Star Trek Beyond appears in an aspect ratio of approximately 2.40:1 on this 4K UHD Disc. As expected, the image looked strong.
Delineation seemed very good. The movie always came across as tight and concise, with virtually no softness on display. I noticed no shimmering or jaggies, and both edge haloes and print flaws failed to materialize.
Beyond went with a heavily teal palette. Other hues appeared, but a strong blue orientation dominated, and the disc reproduced the tones well. The 4K’s HDR added oomph and emphasis to the colors.
Blacks appeared dark and dense, while low-light shots presented acceptable clarity. That said, many shadowy scenes could look a wee bit too dim.
This wasn’t a real problem, and the HDR added to contrast and whites, but I still thought dark elements could seem a bit thicker than I’d expect.
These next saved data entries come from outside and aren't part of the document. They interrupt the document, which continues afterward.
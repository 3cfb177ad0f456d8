//! Control-mode command synthesis.
//!
//! Turns the cached frame into a `MoveAbsolute` with a profile override and
//! decides whether it is worth sending. Emission is rate-limited by change
//! thresholds, with an idle resend and a divergence check so the engine
//! still converges after long quiet periods or a dropped command.

use skull_common::control::config::{CoreConfig, DecoderConfig};
use skull_common::control::frame::ControlFrame;
use skull_common::control::motion::{MotionProfile, PositionLimits, ProfileOverride};
use skull_common::control::status::SystemStatus;

/// A move derived from one frame.
#[derive(Debug, Clone, Copy, PartialEq)]
pub struct SynthesizedMove {
    pub target: i32,
    pub speed: f64,
    pub acceleration: f64,
    speed_byte: u8,
    accel_byte: u8,
}

impl SynthesizedMove {
    pub fn profile(&self) -> ProfileOverride {
        ProfileOverride::new(self.speed, self.acceleration)
    }
}

#[derive(Debug, Clone, Copy)]
struct Emitted {
    target: i32,
    speed_byte: u8,
    accel_byte: u8,
    at_ms: u64,
}

#[derive(Debug, Clone, Default)]
pub struct CommandSynth {
    last: Option<Emitted>,
    last_good_low: u8,
}

impl CommandSynth {
    pub fn new() -> Self {
        Self::default()
    }

    /// Forget the last emission so the next proposal is sent unconditionally.
    pub fn reset(&mut self) {
        self.last = None;
    }

    /// Position as `(value, full_scale)`.
    ///
    /// In 16-bit mode a zero low byte under a non-zero high byte is treated
    /// as a stuck channel when a non-zero low byte was seen before; the last
    /// good low byte is used instead.
    pub fn position_fraction(&mut self, frame: &ControlFrame, use_16bit: bool) -> (u32, u32) {
        let high = frame.position_high();
        if !use_16bit {
            return (u32::from(high), u32::from(u8::MAX));
        }
        let mut low = frame.position_low();
        if low != 0 {
            self.last_good_low = low;
        } else if high != 0 && self.last_good_low != 0 {
            low = self.last_good_low;
        }
        ((u32::from(high) << 8) | u32::from(low), u32::from(u16::MAX))
    }

    /// Build the move for `frame`. Returns it only if it should be sent.
    pub fn propose(
        &mut self,
        frame: &ControlFrame,
        use_16bit: bool,
        status: &SystemStatus,
        config: &CoreConfig,
        now_ms: u64,
    ) -> Option<SynthesizedMove> {
        let (value, full_scale) = self.position_fraction(frame, use_16bit);
        let mv = build_move(
            frame,
            value,
            full_scale,
            status.position_limits,
            config.profile(),
            &config.decoder,
        );
        should_emit(self.last, &mv, status, &config.decoder, now_ms).then_some(mv)
    }

    /// Record a move that made it onto the bus.
    pub fn commit(&mut self, mv: &SynthesizedMove, now_ms: u64) {
        self.last = Some(Emitted {
            target: mv.target,
            speed_byte: mv.speed_byte,
            accel_byte: mv.accel_byte,
            at_ms: now_ms,
        });
    }
}

fn build_move(
    frame: &ControlFrame,
    value: u32,
    full_scale: u32,
    limits: PositionLimits,
    profile: MotionProfile,
    config: &DecoderConfig,
) -> SynthesizedMove {
    SynthesizedMove {
        target: limits.at_fraction(value, full_scale),
        speed: scale_byte(frame.speed(), config.min_speed, profile.max_speed),
        acceleration: scale_byte(
            frame.acceleration(),
            config.min_acceleration,
            profile.acceleration,
        ),
        speed_byte: frame.speed(),
        accel_byte: frame.acceleration(),
    }
}

/// Linear map of `byte` onto `[floor, max]`; the floor keeps a zero byte
/// from stalling the motor.
fn scale_byte(byte: u8, floor: f64, max: f64) -> f64 {
    let floor = floor.min(max);
    floor + (max - floor) * f64::from(byte) / f64::from(u8::MAX)
}

fn should_emit(
    last: Option<Emitted>,
    mv: &SynthesizedMove,
    status: &SystemStatus,
    config: &DecoderConfig,
    now_ms: u64,
) -> bool {
    let Some(last) = last else {
        return true;
    };
    let moved = mv.target.abs_diff(last.target) > config.position_threshold;
    let reprofiled = mv.speed_byte.abs_diff(last.speed_byte) >= config.profile_threshold
        || mv.accel_byte.abs_diff(last.accel_byte) >= config.profile_threshold;
    let idle = now_ms.saturating_sub(last.at_ms) >= u64::from(config.idle_resend_ms);
    let diverged = !status.is_moving()
        && status.current_position.abs_diff(last.target) > config.divergence_tolerance;
    moved || reprofiled || idle || diverged
}
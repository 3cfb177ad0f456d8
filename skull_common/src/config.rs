//! TOML configuration loading shared by every SkullStepper binary.
//!
//! Any `serde`-deserializable struct picks up [`ConfigLoader`] through a
//! blanket implementation. Types that also implement [`Validate`] get a
//! one-call `load_validated` that rejects out-of-range values before the
//! caller ever sees them.
//!
//! # Usage
//!
//! ```rust,no_run
//! use skull_common::config::{ConfigError, ConfigLoader};
//! use skull_common::control::config::CoreConfig;
//! use std::path::Path;
//!
//! fn main() -> Result<(), ConfigError> {
//!     let config = CoreConfig::load_validated(Path::new("skull.toml"))?;
//!     println!("service: {}", config.shared.service_name);
//!     Ok(())
//! }
//! ```

use serde::{Deserialize, Serialize};
use std::path::Path;
use thiserror::Error;

/// Errors raised while loading or validating configuration.
#[derive(Debug, Clone, PartialEq, Eq, Error)]
pub enum ConfigError {
    /// Configuration file not found at the given path.
    #[error("Configuration file not found")]
    FileNotFound,

    /// The file could not be read or is not valid TOML for the target type.
    #[error("Failed to parse configuration: {0}")]
    ParseError(String),

    /// A value is syntactically fine but outside its accepted range.
    #[error("Configuration validation failed: {0}")]
    ValidationError(String),
}

/// Log verbosity, lowercase in TOML.
#[derive(Debug, Clone, Copy, PartialEq, Eq, Serialize, Deserialize, Default)]
#[serde(rename_all = "lowercase")]
pub enum LogLevel {
    Trace,
    Debug,
    #[default]
    Info,
    Warn,
    Error,
}

impl LogLevel {
    /// Directive string understood by `tracing_subscriber::EnvFilter`.
    pub const fn as_directive(self) -> &'static str {
        match self {
            Self::Trace => "trace",
            Self::Debug => "debug",
            Self::Info => "info",
            Self::Warn => "warn",
            Self::Error => "error",
        }
    }
}

/// Fields common to every SkullStepper process.
///
/// ```toml
/// [shared]
/// log_level = "debug"
/// service_name = "skull-left-eye"
/// ```
#[derive(Debug, Clone, PartialEq, Eq, Serialize, Deserialize)]
pub struct SharedConfig {
    #[serde(default)]
    pub log_level: LogLevel,

    /// Instance identifier, used in log output.
    #[serde(default = "default_service_name")]
    pub service_name: String,
}

fn default_service_name() -> String {
    "skull-core".to_string()
}

impl Default for SharedConfig {
    fn default() -> Self {
        Self {
            log_level: LogLevel::default(),
            service_name: default_service_name(),
        }
    }
}

impl SharedConfig {
    /// Rejects an empty `service_name`.
    pub fn validate(&self) -> Result<(), ConfigError> {
        if self.service_name.trim().is_empty() {
            return Err(ConfigError::ValidationError(
                "shared.service_name cannot be empty".to_string(),
            ));
        }
        Ok(())
    }
}

/// Semantic validation hook used by [`ConfigLoader::load_validated`].
pub trait Validate {
    fn validate(&self) -> Result<(), ConfigError>;
}

/// Loads configuration from TOML files or strings.
///
/// - `ConfigError::FileNotFound` when the file does not exist
/// - `ConfigError::ParseError` for I/O failures and TOML syntax/type errors
/// - `ConfigError::ValidationError` from `load_validated` when bounds fail
pub trait ConfigLoader: Sized + serde::de::DeserializeOwned {
    /// Parse a TOML document.
    fn from_toml_str(content: &str) -> Result<Self, ConfigError> {
        toml::from_str(content).map_err(|e| ConfigError::ParseError(e.to_string()))
    }

    /// Read and parse a TOML file.
    fn load(path: &Path) -> Result<Self, ConfigError> {
        let content = std::fs::read_to_string(path).map_err(|e| {
            if e.kind() == std::io::ErrorKind::NotFound {
                ConfigError::FileNotFound
            } else {
                ConfigError::ParseError(e.to_string())
            }
        })?;
        Self::from_toml_str(&content)
    }

    /// Read, parse and validate a TOML file.
    fn load_validated(path: &Path) -> Result<Self, ConfigError>
    where
        Self: Validate,
    {
        let config = Self::load(path)?;
        config.validate()?;
        Ok(config)
    }
}

impl<T: serde::de::DeserializeOwned> ConfigLoader for T {}

/// Checks `value` against an inclusive range, naming the field on failure.
pub fn check_range<T>(field: &str, value: T, min: T, max: T) -> Result<(), ConfigError>
where
    T: PartialOrd + std::fmt::Display + Copy,
{
    if value < min || value > max {
        return Err(ConfigError::ValidationError(format!(
            "{field} = {value} is outside [{min}, {max}]"
        )));
    }
    Ok(())
}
Nonetheless, this remained an appealing image overall.
As for the film’s Dolby Atmos soundtrack – which downconverted to Dolby TrueHD 7.1 on my system – we got an engaging affair. The soundscape’s emphasis on action used all the channels on a frequent basis.
The various speakers provided lots of information that filled out the movie and blended together in a seamless manner. This formed a dynamic soundfield with a lot to offer.
In addition, audio quality seemed strong. Music was bold and full, and even with a lot of looped lines, dialogue remained crisp and natural.
Effects appeared rich and vivid, with clear highs and deep lows. I felt pleased with this impressive soundtrack.
How did the 4K UHD compare to the standard Blu-ray? Audio remained identical, as both discs brought the same Atmos track.
As for visuals, the 4K offered improved definition and colors. However, it seemed a little darker than its Blu-ray counterpart. I’d still pick the 4K as the superior version, but the issues with shadows made it less of an upgrade than I’d expect.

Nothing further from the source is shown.